Venn diagram with CNS compartmentalization. Comparison between the CSF proteome of combined normal subjects and acute Lyme disease patients (yellow circle) with previously reported plasma proteome (red circle) and brain postsynaptic density proteome (blue circle).

Pathway analysis for all proteins identified in the pooled CSF samples (employing Ingenuity Pathway Analysis, www.ingenuity.com) led to the identification of enriched canonical signaling associated with acute phase signaling response, complement cascade, coagulation, and both intrinsic and extrinsic prothrombin activation pathways (Supplementary Table S2), consistent with a pro-inflammatory response. Analysis of enrichment of protein function identified in only one of the two pooled samples (disease or control) or common to both was performed (Figure 1). Notable was the presence of 116 proteins (29% of the unique proteins) associated with cell death for the Lyme patients; this functional category was not enriched in the proteins uniquely identified in the control sample or in the proteins common to both pooled samples. These results are consistent with previous reports showing that Borrelia induces inflammatory processes resulting in apoptosis of neuronal cells 19, 20.

Analysis of pooled CSF samples for bacterial proteins

In addition to searching for peptides derived from human proteins, the LC-MS/MS data sets were searched for peptides derived from Borrelia. We were unable to detect any peptides from B. burgdorferi.

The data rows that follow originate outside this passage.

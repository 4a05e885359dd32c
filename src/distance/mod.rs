//! Pairwise distances between two computed statistics.
pub mod hierarchy;
pub mod powerlaw;

pub use self::hierarchy::{
    HierarchyDistance, HierarchyDistanceReport, HistogramBins, HistogramComparison,
};
pub use self::powerlaw::{
    slope_t_statistic, MvcDistance, PowerLawDistance, PowerLawStatistic, PowerSpectrumDistance,
    SlopeComparison, VcaDistance,
};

Determination of detection limit of bacterial peptides

We spiked a range of B. burgdorferi (104, 105, 106, and 107 organisms per mL of CSF) into control CSF to determine our nominal level of detection for bacterial proteins in unfractionated CSF. We detected bacterial derived proteins, such as the antigenic outer surface lipoproteins OspA and OspB among others, in CSF spiked with 105 or greater Bb organisms per mL.

Analysis of non-fractionated individual CSF samples

Analysis of non-fractionated CSF from a second set of individual Lyme patient samples and control subjects employing a label-free quantitative MS-based approach 21 was performed. Analysis of CSF from 26 Lyme patients and 7 control subjects resulted in the identification of 247 unique proteins (2 or more peptides identified for all proteins) across all samples (Supplementary Table S3).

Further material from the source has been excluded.